6.11.05

La nuit dernière j'ai eu le sentiment, un moment, que je mourais. Ça s'est passé dans ma poitrine, du côté gauche, une sorte de pincement bref mais dérangeant (bien que pas intense), et comme tout ça est arrivé dans un demi-sommeil, quand la conscience est en train d'être accrochée au vestiaire, j'ai eu peur.

Il faut dire que j'ai peur des maladies. Moi qui ne suis que rarement malade, il suffit d'une bonne grippe pour que je croie que je vais y passer, pour que je n'arrive plus à m'imaginer ce que c'était avant le mal ni à savoir qu'un après viendra éventuellement. Alors j'ai eu peur. Je me suis dit mais oui, ce n'est pas exclu, ça pourrait arriver maintenant, dans ce lit, au demi-sous-sol d'une maison de la rue Eton à Vancouver, avec Céline qui dort à côté, sans même que j'aie le temps de la réveiller. Ce sont des choses qui arrivent.

J'ai acheté le Vancouver Sun aujourd'hui, et quand je suis passé sur les pages nécrologiques, je me suis arrêté un instant, comme je le fais toujours. Encore une fois: toutes ces histoires, touchantes ou plates, peu importe. Vraies. Tristes aussi, parfois, mais pas toutes. Aujourd'hui seulement, il y avait deux mecs dans la trentaine: un cancer et une autre maladie qui n'était pas nommée mais qu'on devinait grâce à l'endroit où on demandait d'envoyer un don à la place de fleurs. Sur la photo, le gars au cancer avait un grand sourire. Trente-cinq ans, je crois. Ce sont des choses qui arrivent, voilà tout.

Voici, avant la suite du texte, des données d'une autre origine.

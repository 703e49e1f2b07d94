use std::io;

use keyglow_rs::colorapi::ColorApiError;
use keyglow_rs::conf::ConfigError;

// BSD sysexits(3) codes
pub(crate) const EX_UNAVAILABLE: u8 = 69;
pub(crate) const EX_SOFTWARE: u8 = 70;
pub(crate) const EX_IOERR: u8 = 74;
pub(crate) const EX_TEMPFAIL: u8 = 75;
pub(crate) const EX_CONFIG: u8 = 78;

/// Translates a failed run into a process exit code. This is the only
/// place that classifies errors; everything below it just propagates.
pub(crate) fn exit_code_for(err: &anyhow::Error) -> u8 {
	if let Some(api_err) = err.downcast_ref::<ColorApiError>() {
		if api_err.is_transient() { EX_TEMPFAIL } else { EX_UNAVAILABLE }
	} else if let Some(conf_err) = err.downcast_ref::<ConfigError>() {
		match conf_err {
			ConfigError::Io { .. } => EX_IOERR,
			_ => EX_CONFIG,
		}
	} else if err.downcast_ref::<io::Error>().is_some() {
		EX_IOERR
	} else {
		EX_SOFTWARE
	}
}

#[cfg(test)]
mod tests {
	use std::path::PathBuf;

	use super::*;

	fn status_error(status: u16) -> anyhow::Error {
		anyhow::Error::from(ColorApiError::Status {
			url: "http://localhost/scheme".to_owned(),
			status,
			reason: "testing".to_owned(),
		})
	}

	#[test]
	fn server_errors_are_temporary() {
		assert_eq!(exit_code_for(&status_error(500)), EX_TEMPFAIL);
		assert_eq!(exit_code_for(&status_error(503)), EX_TEMPFAIL);
	}

	#[test]
	fn other_statuses_are_unavailable() {
		assert_eq!(exit_code_for(&status_error(404)), EX_UNAVAILABLE);
		assert_eq!(exit_code_for(&status_error(301)), EX_UNAVAILABLE);
	}

	#[test]
	fn unusable_responses_are_temporary() {
		let err = anyhow::Error::from(ColorApiError::Response {
			url: "http://localhost/scheme".to_owned(),
			msg: "expected value at line 1 column 1".to_owned(),
		});
		assert_eq!(exit_code_for(&err), EX_TEMPFAIL);
	}

	#[test]
	fn configuration_errors() {
		let err = anyhow::Error::from(ConfigError::Option {
			option: "minimum seed".to_owned(),
			section: "Palette".to_owned(),
			msg: "is not an integer".to_owned(),
		});
		assert_eq!(exit_code_for(&err), EX_CONFIG);
	}

	#[test]
	fn configuration_io_errors() {
		let err = anyhow::Error::from(ConfigError::Io {
			path: PathBuf::from("/nonexistent/config.ini"),
			source: io::Error::from(io::ErrorKind::NotFound),
		});
		assert_eq!(exit_code_for(&err), EX_IOERR);
	}

	#[test]
	fn io_errors_survive_context() {
		let err = anyhow::Error::from(io::Error::from(io::ErrorKind::PermissionDenied))
			.context("cannot open /dev/lp0");
		assert_eq!(exit_code_for(&err), EX_IOERR);
	}

	#[test]
	fn everything_else_is_a_software_fault() {
		assert_eq!(exit_code_for(&anyhow::anyhow!("carrier lost")), EX_SOFTWARE);
	}
}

Bien sûr, le cancer, les maladies, sont chiantes parce que microscopiques, parce qu'invisibles. Quand on se fait bouffer par un ours, au moins, c'est de la malchance, mais on sait que c'est lui le plus fort. On comprend. Avec des petites cellules, on ne saisit pas vraiment. Mais c'est une autre histoire.

Reste que ce sentiment de la possibilité de mourir, c'est quelque chose. Je me suis senti petit, impossiblement démuni. Et puis je me suis mis à imaginer le moment où ça arrivera vraiment. Où est-ce que je serai? Avec qui? Seul? C'est un mystère qui n'a d'égal que celui de ce qui arrivera après.

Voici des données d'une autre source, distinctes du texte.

//! Open-file handles.
//!
//! A `File` carries its own copy of the inode, a byte offset, and the mode
//! bits it was opened with. The copy is updated by reads and writes through
//! this handle; it is not refreshed from other handles (the file layer is
//! single-threaded cooperative, one operation at a time).

use bitflags::bitflags;

use crate::fs::Inode;

bitflags! {
    /// Access bits checked on every read/write.
    pub struct FileMode: u8 {
        const READ = 0x1;
        const WRITE = 0x2;
    }
}

/// An open file: borrowed inode state plus cursor and mode.
#[derive(Debug)]
pub struct File {
    pub(crate) inode: Inode,
    pub(crate) offset: u32,
    pub(crate) mode: FileMode,
}

impl File {
    pub(crate) fn new(inode: Inode, mode: FileMode) -> File {
        File {
            inode,
            offset: 0,
            mode,
        }
    }

    /// Current size of the underlying inode, as this handle sees it.
    pub fn size(&self) -> u32 {
        self.inode.size
    }

    /// Current cursor position.
    pub fn offset(&self) -> u32 {
        self.offset
    }
}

Mon défi: être prêt, comme un bon petit scout que je suis demeuré. Et parlant de scouts, de scouts et de mort, je revois ces vieux magazines scouts des années cinquante qui appartenaient à mon oncle Denis, je crois, et qui venaient de France. À chaque numéro, une rubrique «Rentrés à la maison». Comme je trouve cette expression paisible, presque invitante. J'aimerais avoir ce regard et ces mots.